Red or not, he was thinking of it, and surely it wasn't all that grotesque; he was, after all, a man who had spent long nights thinking about guns and ropes and plastic bags. All of that seemed a little childish just now, but it was him, all right. And so -

'And so let me close, ladies and gentlemen of the American Psy?chiatric Association, by quoting the late Joseph "Beaver" Clarendon: "Said f**k it and put a dime in the Salvation Army bucket.
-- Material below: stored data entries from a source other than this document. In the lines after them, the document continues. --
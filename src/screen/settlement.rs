//! Settlement detail screen: stale-first paint, parallel refresh, layout
//! change detection and live character polling.

use std::sync::atomic::{AtomicBool, AtomicU64, Ordering};
use std::sync::{Arc, Mutex, MutexGuard};

use color_eyre::Result;
use tokio::sync::mpsc;
use tokio::task::JoinHandle;
use tracing::{debug, warn};

use crate::cache::{CacheResult, CacheSource, CacheStorage};
use crate::codex::types::Settlement;
use crate::codex::CodexCacheService;
use crate::config::ScreenConfig;
use crate::services::CacheServices;
use crate::settlement::{ComparisonResult, SettlementBuilding, SettlementCacheService};

use super::poller::Poller;
use super::remote::{CharacterPosition, SettlementApi};
use super::state::{ScreenPhase, SliceState};

/// The independently loaded parts of the screen.
#[derive(Debug, Clone, Copy, PartialEq, Eq)]
pub enum Slice {
  Settlement,
  Buildings,
  Characters,
}

/// Visible changes, published as they happen.
#[derive(Debug, Clone, PartialEq)]
pub enum ScreenEvent {
  Phase(ScreenPhase),
  SettlementUpdated,
  /// The layout really changed; the "updating" indicator is now on
  LayoutChanged { summary: String },
  CharactersUpdated { count: usize },
  SliceFailed { slice: Slice, error: String },
  IndicatorCleared,
}

/// Everything the screen currently shows.
#[derive(Debug, Clone)]
pub struct ScreenView {
  pub phase: ScreenPhase,
  pub settlement: SliceState<Settlement>,
  pub buildings: SliceState<Vec<SettlementBuilding>>,
  pub characters: SliceState<Vec<CharacterPosition>>,
  pub layout_updating: bool,
  pub last_change: Option<String>,
}

impl Default for ScreenView {
  fn default() -> Self {
    Self {
      phase: ScreenPhase::Idle,
      settlement: SliceState::Idle,
      buildings: SliceState::Idle,
      characters: SliceState::Idle,
      layout_updating: false,
      last_change: None,
    }
  }
}

impl ScreenView {
  /// True only when there is neither cached nor fresh data for the settlement.
  pub fn is_blocked(&self) -> bool {
    self.settlement.is_failed()
  }
}

/// Result of a [`SettlementScreen::load`] call.
#[derive(Debug, Clone, Copy, PartialEq, Eq)]
pub enum LoadOutcome {
  Completed,
  /// Another load was already running; this one did nothing
  Skipped,
  /// The screen was unmounted while fetching; nothing was shown
  Cancelled,
}

/// Clears the in-flight flag however the load ends.
struct InFlight<'a>(&'a AtomicBool);

impl<'a> InFlight<'a> {
  fn acquire(flag: &'a AtomicBool) -> Option<Self> {
    flag
      .compare_exchange(false, true, Ordering::AcqRel, Ordering::Acquire)
      .ok()
      .map(|_| Self(flag))
  }
}

impl Drop for InFlight<'_> {
  fn drop(&mut self) {
    self.0.store(false, Ordering::Release);
  }
}

/// View state shared with the poller and indicator tasks.
struct Shared {
  view: Mutex<ScreenView>,
  events: mpsc::UnboundedSender<ScreenEvent>,
}

impl Shared {
  fn view(&self) -> MutexGuard<'_, ScreenView> {
    self.view.lock().unwrap_or_else(|poisoned| poisoned.into_inner())
  }

  fn emit(&self, event: ScreenEvent) {
    // Nobody listening is fine
    let _ = self.events.send(event);
  }

  fn set_phase(&self, phase: ScreenPhase) {
    self.view().phase = phase;
    self.emit(ScreenEvent::Phase(phase));
  }

  fn apply_characters(&self, result: Result<Vec<CharacterPosition>>) {
    match result {
      Ok(characters) => {
        let count = characters.len();
        self.view().characters = SliceState::ready(characters, CacheSource::Network);
        self.emit(ScreenEvent::CharactersUpdated { count });
      }
      Err(e) => {
        warn!(error = %e, "Failed to load character positions");
        self.view().characters.fail(e.to_string());
        self.emit(ScreenEvent::SliceFailed {
          slice: Slice::Characters,
          error: e.to_string(),
        });
      }
    }
  }
}

/// Load orchestration for one settlement screen instance.
pub struct SettlementScreen<S: CacheStorage + 'static, A: SettlementApi> {
  settlement_id: i64,
  codex: Arc<CodexCacheService<S>>,
  layouts: Arc<SettlementCacheService<S>>,
  api: Arc<A>,
  config: ScreenConfig,
  shared: Arc<Shared>,
  in_flight: AtomicBool,
  /// Bumped on unmount so loads started before it drop their results
  generation: AtomicU64,
  poller: Mutex<Option<Poller>>,
  indicator: Mutex<Option<JoinHandle<()>>>,
}

impl<S: CacheStorage + 'static, A: SettlementApi> SettlementScreen<S, A> {
  /// Create the screen and the receiver of its events.
  pub fn new(
    settlement_id: i64,
    services: &CacheServices<S>,
    api: Arc<A>,
    config: ScreenConfig,
  ) -> (Self, mpsc::UnboundedReceiver<ScreenEvent>) {
    let (tx, rx) = mpsc::unbounded_channel();
    let screen = Self {
      settlement_id,
      codex: Arc::clone(&services.codex),
      layouts: Arc::clone(&services.settlements),
      api,
      config,
      shared: Arc::new(Shared {
        view: Mutex::new(ScreenView::default()),
        events: tx,
      }),
      in_flight: AtomicBool::new(false),
      generation: AtomicU64::new(0),
      poller: Mutex::new(None),
      indicator: Mutex::new(None),
    };
    (screen, rx)
  }

  pub fn settlement_id(&self) -> i64 {
    self.settlement_id
  }

  /// Snapshot of what the screen shows.
  pub fn view(&self) -> ScreenView {
    self.shared.view().clone()
  }

  pub fn is_blocked(&self) -> bool {
    self.shared.view().is_blocked()
  }

  pub fn is_loading(&self) -> bool {
    self.in_flight.load(Ordering::Acquire)
  }

  pub fn is_polling(&self) -> bool {
    lock(&self.poller)
      .as_ref()
      .is_some_and(|poller| !poller.is_finished())
  }

  /// Paint from cache, then refresh every slice in parallel.
  ///
  /// A call made while another load is running returns
  /// [`LoadOutcome::Skipped`] without doing anything.
  pub async fn load(&self) -> LoadOutcome {
    let Some(_guard) = InFlight::acquire(&self.in_flight) else {
      debug!(settlement_id = self.settlement_id, "Load already in flight, skipping");
      return LoadOutcome::Skipped;
    };
    let generation = self.generation.load(Ordering::Acquire);

    let idle = self.shared.view().phase == ScreenPhase::Idle;
    if idle {
      self.shared.set_phase(ScreenPhase::Loading);
    }

    if self.paint_cached() {
      self.shared.set_phase(ScreenPhase::Rendered { stale: true });
    }
    let shown = self.shared.view().settlement.is_ready();
    if shown {
      self.shared.set_phase(ScreenPhase::Refreshing);
    } else {
      self.mark_loading();
    }

    let id = self.settlement_id;
    let settlement_key = id.to_string();
    let api = &self.api;

    let (settlement, layout, characters) = tokio::join!(
      self
        .codex
        .settlement(&settlement_key, || api.settlement(id)),
      self
        .layouts
        .refresh_layout(id, || api.settlement_buildings(id)),
      api.character_positions(id),
    );

    if self.generation.load(Ordering::Acquire) != generation {
      debug!(settlement_id = id, "Screen unmounted during load, dropping results");
      return LoadOutcome::Cancelled;
    }

    self.apply_settlement(settlement);
    self.apply_layout(layout);
    self.shared.apply_characters(characters);

    let stale = !matches!(
      self.shared.view().settlement,
      SliceState::Ready {
        source: CacheSource::Network | CacheSource::CacheFresh,
        ..
      }
    );
    self.shared.set_phase(ScreenPhase::Rendered { stale });

    LoadOutcome::Completed
  }

  /// Start polling character positions. Replaces a running poller.
  pub fn mount(&self) {
    let shared = Arc::clone(&self.shared);
    let api = Arc::clone(&self.api);
    let id = self.settlement_id;

    let poller = Poller::spawn(self.config.poll_interval(), move || {
      let shared = Arc::clone(&shared);
      let api = Arc::clone(&api);
      async move {
        let result = api.character_positions(id).await;
        shared.apply_characters(result);
      }
    });

    *lock(&self.poller) = Some(poller);
    debug!(settlement_id = id, "Screen mounted");
  }

  /// Stop every background task and return to idle.
  pub fn unmount(&self) {
    self.generation.fetch_add(1, Ordering::AcqRel);
    if let Some(poller) = lock(&self.poller).take() {
      poller.stop();
    }
    if let Some(indicator) = lock(&self.indicator).take() {
      indicator.abort();
    }
    self.shared.view().layout_updating = false;
    self.shared.set_phase(ScreenPhase::Idle);
    debug!(settlement_id = self.settlement_id, "Screen unmounted");
  }

  /// Show cached settlement and layout before any network call.
  fn paint_cached(&self) -> bool {
    let mut painted = false;

    match self.codex.peek_settlement(&self.settlement_id.to_string()) {
      Ok(Some(cached)) => {
        let mut view = self.shared.view();
        if !view.settlement.is_ready() {
          view.settlement = SliceState::ready(cached.data, cached.source);
          painted = true;
        }
      }
      Ok(None) => {}
      Err(e) => warn!(error = %e, "Failed to read cached settlement"),
    }

    match self.layouts.cached_buildings(self.settlement_id) {
      Ok(buildings) if !buildings.is_empty() => {
        let mut view = self.shared.view();
        if !view.buildings.is_ready() {
          view.buildings = SliceState::ready(buildings, CacheSource::CacheStale);
          painted = true;
        }
      }
      Ok(_) => {}
      Err(e) => warn!(error = %e, "Failed to read cached buildings"),
    }

    painted
  }

  fn mark_loading(&self) {
    let mut view = self.shared.view();
    if !view.settlement.is_ready() {
      view.settlement = SliceState::Loading;
    }
    if !view.buildings.is_ready() {
      view.buildings = SliceState::Loading;
    }
    if !view.characters.is_ready() {
      view.characters = SliceState::Loading;
    }
  }

  fn apply_settlement(&self, result: Result<CacheResult<Settlement>>) {
    match result {
      Ok(result) => {
        self.shared.view().settlement = SliceState::ready(result.data, result.source);
        self.shared.emit(ScreenEvent::SettlementUpdated);
      }
      Err(e) => {
        warn!(settlement_id = self.settlement_id, error = %e, "Failed to load settlement");
        self.shared.view().settlement.fail(e.to_string());
        self.shared.emit(ScreenEvent::SliceFailed {
          slice: Slice::Settlement,
          error: e.to_string(),
        });
      }
    }
  }

  fn apply_layout(&self, result: Result<ComparisonResult>) {
    match result {
      Ok(comparison) => {
        let summary = comparison.changes_summary();
        {
          let mut view = self.shared.view();
          if summary.is_some() || !view.buildings.is_ready() {
            view.buildings = SliceState::ready(comparison.buildings, CacheSource::Network);
          } else if let SliceState::Ready { refresh_error, .. } = &mut view.buildings {
            *refresh_error = None;
          }
        }

        if let Some(summary) = summary {
          {
            let mut view = self.shared.view();
            view.layout_updating = true;
            view.last_change = Some(summary.clone());
          }
          self.shared.emit(ScreenEvent::LayoutChanged { summary });
          self.schedule_indicator_clear();
        }
      }
      Err(e) => {
        warn!(settlement_id = self.settlement_id, error = %e, "Failed to refresh buildings");
        self.shared.view().buildings.fail(e.to_string());
        self.shared.emit(ScreenEvent::SliceFailed {
          slice: Slice::Buildings,
          error: e.to_string(),
        });
      }
    }
  }

  fn schedule_indicator_clear(&self) {
    let shared = Arc::clone(&self.shared);
    let delay = self.config.indicator_clear();

    let handle = tokio::spawn(async move {
      tokio::time::sleep(delay).await;
      shared.view().layout_updating = false;
      shared.emit(ScreenEvent::IndicatorCleared);
    });

    if let Some(previous) = lock(&self.indicator).replace(handle) {
      previous.abort();
    }
  }
}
And if you don't like it, grab my c**k and suck it." Thank you very much.'

Having thus discoursed to the American Psychiatric Association, Henry crawled back into the Scout, once more successfully avoiding the broken glass, and got the package wrapped in butcher's paper ($2.79 printed on it in Old Man Gosselin's shaky hand). He backed out again with the package in his pocket, then took it out and snapped the twine. Inside were nine plump hot dogs. The red kind.

For a moment his mind tried to show him the legless reptilian thing squirming on Jonesy's bed and looking at him with its empty black eyes, but he banished it with the speed and ease of one whose survival instincts have never wavered.

The hot dogs were fully cooked, but he warmed them up just the same, running the flame of his butane lighter back and forth beneath each one until it was at least warm, then wrapping it in Wonder Bread and gobbling it down. He smiled as he did it, knowing how ridiculous he would look to an observer. Well, didn't they say that psychiatrists eventually ended up as loony as their patients, if not more so?